◆ LISTED ENTRIES
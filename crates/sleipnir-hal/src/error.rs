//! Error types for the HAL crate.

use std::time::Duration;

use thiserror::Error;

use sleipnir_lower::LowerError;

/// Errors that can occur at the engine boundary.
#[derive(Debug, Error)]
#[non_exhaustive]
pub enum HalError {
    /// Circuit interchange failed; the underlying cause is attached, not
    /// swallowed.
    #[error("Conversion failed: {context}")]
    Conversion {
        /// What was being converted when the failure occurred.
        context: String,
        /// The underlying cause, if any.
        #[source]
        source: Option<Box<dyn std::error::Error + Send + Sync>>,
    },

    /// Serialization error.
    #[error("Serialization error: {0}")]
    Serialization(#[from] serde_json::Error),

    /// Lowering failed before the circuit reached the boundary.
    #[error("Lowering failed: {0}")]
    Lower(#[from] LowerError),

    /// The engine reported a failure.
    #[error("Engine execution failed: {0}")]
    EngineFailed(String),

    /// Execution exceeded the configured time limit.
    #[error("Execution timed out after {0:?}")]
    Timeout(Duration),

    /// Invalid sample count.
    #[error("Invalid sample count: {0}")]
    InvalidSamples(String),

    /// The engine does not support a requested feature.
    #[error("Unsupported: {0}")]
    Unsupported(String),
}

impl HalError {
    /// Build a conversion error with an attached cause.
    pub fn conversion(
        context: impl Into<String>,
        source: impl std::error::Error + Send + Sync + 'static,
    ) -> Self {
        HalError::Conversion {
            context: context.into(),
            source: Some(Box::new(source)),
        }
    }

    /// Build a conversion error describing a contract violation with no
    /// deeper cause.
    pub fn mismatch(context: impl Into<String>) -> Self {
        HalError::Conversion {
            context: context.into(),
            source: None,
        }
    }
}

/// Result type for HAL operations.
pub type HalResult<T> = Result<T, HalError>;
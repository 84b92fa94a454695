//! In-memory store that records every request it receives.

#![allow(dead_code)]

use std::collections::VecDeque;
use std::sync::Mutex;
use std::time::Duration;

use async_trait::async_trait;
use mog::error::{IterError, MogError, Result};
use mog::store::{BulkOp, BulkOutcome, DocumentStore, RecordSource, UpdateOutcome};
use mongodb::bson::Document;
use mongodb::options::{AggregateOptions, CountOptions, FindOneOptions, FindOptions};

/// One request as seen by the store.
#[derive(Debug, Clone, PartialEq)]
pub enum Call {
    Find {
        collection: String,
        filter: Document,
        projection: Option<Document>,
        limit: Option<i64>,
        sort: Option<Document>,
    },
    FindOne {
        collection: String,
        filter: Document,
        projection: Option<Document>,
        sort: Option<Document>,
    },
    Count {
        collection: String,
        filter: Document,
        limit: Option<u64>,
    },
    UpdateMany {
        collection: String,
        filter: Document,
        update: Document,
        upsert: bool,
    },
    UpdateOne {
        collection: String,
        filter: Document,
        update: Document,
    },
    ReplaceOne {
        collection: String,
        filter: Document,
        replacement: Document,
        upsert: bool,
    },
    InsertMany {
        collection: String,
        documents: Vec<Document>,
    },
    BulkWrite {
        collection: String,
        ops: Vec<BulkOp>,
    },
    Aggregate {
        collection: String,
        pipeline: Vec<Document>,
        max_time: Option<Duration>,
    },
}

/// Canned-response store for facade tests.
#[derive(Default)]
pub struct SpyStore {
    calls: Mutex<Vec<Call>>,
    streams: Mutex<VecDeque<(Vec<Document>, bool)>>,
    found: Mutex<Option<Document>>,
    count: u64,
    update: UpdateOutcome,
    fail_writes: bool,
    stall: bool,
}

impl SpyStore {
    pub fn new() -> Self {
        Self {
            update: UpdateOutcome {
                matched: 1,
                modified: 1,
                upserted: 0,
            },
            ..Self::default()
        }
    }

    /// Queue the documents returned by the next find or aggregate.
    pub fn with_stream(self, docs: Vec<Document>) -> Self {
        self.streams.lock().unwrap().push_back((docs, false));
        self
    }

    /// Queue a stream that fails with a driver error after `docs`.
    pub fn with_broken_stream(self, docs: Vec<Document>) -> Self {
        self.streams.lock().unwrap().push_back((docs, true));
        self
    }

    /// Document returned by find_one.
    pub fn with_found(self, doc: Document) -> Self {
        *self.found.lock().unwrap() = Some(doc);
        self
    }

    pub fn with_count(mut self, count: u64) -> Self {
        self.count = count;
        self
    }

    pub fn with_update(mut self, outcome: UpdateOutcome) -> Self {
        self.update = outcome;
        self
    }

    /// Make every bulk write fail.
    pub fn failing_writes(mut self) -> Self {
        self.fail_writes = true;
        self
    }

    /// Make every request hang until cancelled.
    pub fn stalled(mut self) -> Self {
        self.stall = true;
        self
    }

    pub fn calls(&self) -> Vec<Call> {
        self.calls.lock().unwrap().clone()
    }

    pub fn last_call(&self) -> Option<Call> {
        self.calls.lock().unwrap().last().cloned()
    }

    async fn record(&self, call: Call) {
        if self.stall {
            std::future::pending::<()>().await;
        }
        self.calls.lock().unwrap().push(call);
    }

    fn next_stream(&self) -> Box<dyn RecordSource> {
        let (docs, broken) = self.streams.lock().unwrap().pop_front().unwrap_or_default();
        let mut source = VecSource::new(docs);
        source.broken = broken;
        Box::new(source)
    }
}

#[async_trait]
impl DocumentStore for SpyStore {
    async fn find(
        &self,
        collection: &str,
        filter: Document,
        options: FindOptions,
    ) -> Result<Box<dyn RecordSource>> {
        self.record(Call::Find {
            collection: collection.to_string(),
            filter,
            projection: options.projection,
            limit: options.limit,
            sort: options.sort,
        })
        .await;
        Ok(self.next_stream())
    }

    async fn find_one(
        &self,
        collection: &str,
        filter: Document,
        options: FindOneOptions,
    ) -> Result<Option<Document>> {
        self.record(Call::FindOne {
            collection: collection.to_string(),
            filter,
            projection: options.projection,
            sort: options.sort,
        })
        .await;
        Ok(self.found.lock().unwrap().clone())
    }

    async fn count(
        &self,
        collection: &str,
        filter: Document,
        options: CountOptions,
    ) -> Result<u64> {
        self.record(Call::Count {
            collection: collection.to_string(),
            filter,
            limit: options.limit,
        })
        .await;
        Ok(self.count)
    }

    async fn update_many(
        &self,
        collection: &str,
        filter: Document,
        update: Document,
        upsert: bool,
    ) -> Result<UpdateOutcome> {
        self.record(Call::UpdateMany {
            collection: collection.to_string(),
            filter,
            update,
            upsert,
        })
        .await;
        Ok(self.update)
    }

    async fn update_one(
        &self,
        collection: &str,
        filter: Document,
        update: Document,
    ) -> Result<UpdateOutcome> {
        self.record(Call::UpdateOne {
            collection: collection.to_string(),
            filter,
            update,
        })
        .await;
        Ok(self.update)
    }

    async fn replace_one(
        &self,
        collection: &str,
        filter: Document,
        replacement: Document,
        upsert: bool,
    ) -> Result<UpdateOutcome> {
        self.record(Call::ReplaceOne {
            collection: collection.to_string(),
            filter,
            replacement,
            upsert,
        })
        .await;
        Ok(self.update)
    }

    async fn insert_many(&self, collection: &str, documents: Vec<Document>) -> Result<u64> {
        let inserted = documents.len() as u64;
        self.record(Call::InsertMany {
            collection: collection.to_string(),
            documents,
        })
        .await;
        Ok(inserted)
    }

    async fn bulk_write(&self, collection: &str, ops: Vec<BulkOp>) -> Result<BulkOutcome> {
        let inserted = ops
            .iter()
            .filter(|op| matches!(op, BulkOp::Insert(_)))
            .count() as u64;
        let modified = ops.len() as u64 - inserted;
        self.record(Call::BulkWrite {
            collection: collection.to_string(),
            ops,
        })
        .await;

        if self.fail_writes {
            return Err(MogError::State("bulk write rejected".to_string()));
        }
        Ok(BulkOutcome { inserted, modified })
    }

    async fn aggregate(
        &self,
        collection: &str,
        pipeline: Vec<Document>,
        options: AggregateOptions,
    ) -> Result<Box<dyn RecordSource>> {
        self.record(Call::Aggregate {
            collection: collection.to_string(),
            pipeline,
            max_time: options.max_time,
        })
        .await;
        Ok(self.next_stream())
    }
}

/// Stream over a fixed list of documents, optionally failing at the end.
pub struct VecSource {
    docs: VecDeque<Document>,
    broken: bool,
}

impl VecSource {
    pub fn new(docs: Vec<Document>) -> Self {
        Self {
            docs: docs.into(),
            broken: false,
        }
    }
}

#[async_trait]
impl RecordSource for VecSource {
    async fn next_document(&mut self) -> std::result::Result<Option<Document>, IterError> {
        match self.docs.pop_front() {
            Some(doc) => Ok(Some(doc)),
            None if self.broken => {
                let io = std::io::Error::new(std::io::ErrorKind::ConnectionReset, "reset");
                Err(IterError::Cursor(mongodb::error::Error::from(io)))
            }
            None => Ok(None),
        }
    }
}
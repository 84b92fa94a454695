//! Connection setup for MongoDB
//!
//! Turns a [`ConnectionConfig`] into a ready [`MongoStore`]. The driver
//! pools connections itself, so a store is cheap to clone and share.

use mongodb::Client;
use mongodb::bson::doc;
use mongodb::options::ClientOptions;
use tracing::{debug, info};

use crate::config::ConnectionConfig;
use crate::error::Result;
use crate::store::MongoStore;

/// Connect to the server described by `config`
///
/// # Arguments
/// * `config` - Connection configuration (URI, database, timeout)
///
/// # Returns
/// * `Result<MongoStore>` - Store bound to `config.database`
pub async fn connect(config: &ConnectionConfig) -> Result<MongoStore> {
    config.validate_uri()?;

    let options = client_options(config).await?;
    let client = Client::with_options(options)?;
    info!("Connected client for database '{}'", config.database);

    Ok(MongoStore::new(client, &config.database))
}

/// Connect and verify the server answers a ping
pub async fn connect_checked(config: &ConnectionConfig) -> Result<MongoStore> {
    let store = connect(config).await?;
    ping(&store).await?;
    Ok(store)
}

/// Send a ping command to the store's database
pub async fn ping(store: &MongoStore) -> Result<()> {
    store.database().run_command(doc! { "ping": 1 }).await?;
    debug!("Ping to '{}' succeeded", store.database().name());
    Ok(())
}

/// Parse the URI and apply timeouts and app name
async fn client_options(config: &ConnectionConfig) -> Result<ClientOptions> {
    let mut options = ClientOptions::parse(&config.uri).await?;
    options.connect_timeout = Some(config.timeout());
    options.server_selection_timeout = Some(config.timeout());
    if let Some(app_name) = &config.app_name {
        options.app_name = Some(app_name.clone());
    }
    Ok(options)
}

◆ TASK STATEMENT
Filter the records above for the string "LowerError" and copy each matching line.

◆ RESULT
use sleipnir_lower::LowerError;
    Lower(#[from] LowerError),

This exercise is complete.